Biochar is the general term for the carbon rich product produced using pyrolysis. It is the impure form of the products mentioned above, but still has a value, mostly as a soil amender. There is a large body of peer-reviewed literature quantifying and describing the crop yield benefits of biochar-amended soil. Field trials using biochar have been conducted in the tropics over the past several years. All showed positive results on yields when biochar was applied to field soils and nutrients were managed appropriately. Large scale field trials have recently begun on highly fertile Iowa Mollisols by the US Department of Agriculture’s Agricultural Research Service (USDA-ARS).
Besides benefits to crop yields, biochar also has another environmental benefit, sequestration of carbon. Scientists have shown that biochar can stay in the soil from several hundred to a few thousand years.
Pyrolytic liquid is referred to by many names including pyrolytic oil, bio-oil, bio-crude-oil, bio-fuel-oil and pyrolytic tar. The crude pyrolytic liquid from an indirect-heat pyrolysis process is usually dark brown and free flowing with a distinctive smoky smell. Chemically, it is closely related to biomass in elemental composition and is composed of a very complex mixture of oxygenated hydrocarbons.

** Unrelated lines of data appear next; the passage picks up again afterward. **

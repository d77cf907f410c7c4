use anyhow::Result;
use dotenv::dotenv;
use market_api::telemetry::init_tracing;
use market_api::AppState;
use shared::Config;
use tracing::{error, info};

#[tokio::main]
async fn main() -> Result<()> {
    dotenv().ok();
    init_tracing(false);

    info!("Starting market data API server...");

    let config = Config::from_env()?;
    let state = AppState::connect(&config).await?;

    let app = market_api::app(state);

    let addr = config.bind_addr();
    let listener = tokio::net::TcpListener::bind(&addr).await?;
    info!("API server listening on http://{}", addr);
    info!("Tool endpoint available at: http://{}/mcp", addr);

    axum::serve(listener, app)
        .with_graceful_shutdown(shutdown_signal())
        .await?;

    Ok(())
}

async fn shutdown_signal() {
    if let Err(e) = tokio::signal::ctrl_c().await {
        error!("Failed to install Ctrl+C handler: {}", e);
        std::future::pending::<()>().await;
    }
    info!("Shutdown signal received, gracefully stopping");
}
//! Table and column names arrive from the environment and end up inside SQL
//! text, where they cannot be bound as parameters. Everything passes through
//! here first.

use regex::Regex;
use std::sync::OnceLock;

use crate::error::ConfigError;

fn allowed_identifier() -> &'static Regex {
    static PATTERN: OnceLock<Regex> = OnceLock::new();
    PATTERN.get_or_init(|| Regex::new(r"^[A-Za-z0-9_]+$").expect("identifier pattern is valid"))
}

/// Return `candidate` (or `default` when it is empty) if it is a plain
/// `[A-Za-z0-9_]+` identifier.
pub fn sanitize_identifier(candidate: &str, default: &str) -> Result<String, ConfigError> {
    let chosen = if candidate.is_empty() { default } else { candidate };
    if !allowed_identifier().is_match(chosen) {
        return Err(ConfigError::InvalidIdentifier(chosen.to_string()));
    }
    Ok(chosen.to_string())
}

/// Optional columns are disabled by leaving them unset or empty.
pub fn sanitize_optional_identifier(
    candidate: Option<&str>,
    default: &str,
) -> Result<Option<String>, ConfigError> {
    match candidate {
        Some(value) if !value.is_empty() => sanitize_identifier(value, default).map(Some),
        _ => Ok(None),
    }
}
//! Time frame labels
//!
//! Older clients send bare minute counts ("30"), the tables store labels
//! ("30m", "1H", "1D").

/// Map a legacy numeric token to the stored label. Anything unknown is
/// assumed to already be a stored label and is returned untouched.
pub fn normalize_time_frame(value: &str) -> &str {
    match value {
        "1" => "1m",
        "5" => "5m",
        "15" => "15m",
        "30" => "30m",
        "45" => "45m",
        "60" => "1H",
        other => other,
    }
}

#[cfg(test)]
mod tests {
    use super::*;

    #[test]
    fn test_legacy_tokens() {
        assert_eq!(normalize_time_frame("1"), "1m");
        assert_eq!(normalize_time_frame("5"), "5m");
        assert_eq!(normalize_time_frame("15"), "15m");
        assert_eq!(normalize_time_frame("30"), "30m");
        assert_eq!(normalize_time_frame("45"), "45m");
        assert_eq!(normalize_time_frame("60"), "1H");
    }

    #[test]
    fn test_passthrough() {
        for label in ["1D", "1W", "240", "", "30m", " 30"] {
            assert_eq!(normalize_time_frame(label), label);
        }
    }

    #[test]
    fn test_idempotent() {
        for input in ["1", "5", "15", "30", "45", "60", "1D", "4H"] {
            let once = normalize_time_frame(input);
            assert_eq!(normalize_time_frame(once), once);
        }
    }
}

On the market, the most widely used technology to produce bio-fuel is pyrolysis. The problems in pyrolysis are generally that a lot of carbon dust is contained in the oil, and the process is difficult to control and sensitive to pollutants. Bio-oil also generally has a low energy content of 14-19 GJ/tonne because of a higher water content.
With the APS’ three stage pyrolysis, it is easier to control the process making it less sensitive to pollutants as well as removing carbon and other impurities from the liquid. The bio-oil from the APS System is therefore lighter and purer than those obtained from fast pyrolysis systems. Pyrolysis oil from the APS technology can be more readily used as a fuel source, without requiring additional refining. Depending on the organic waste source, it is comparable to light fuel oil.
The syngas produced is used to keep the APS boilers at the required temperature. About 50% of the gas produced is needed for this. The rest of the gas can be used to dry feedstock if needed. In the case of excess syngas this can be used to heat buildings or to create energy to feed the grid.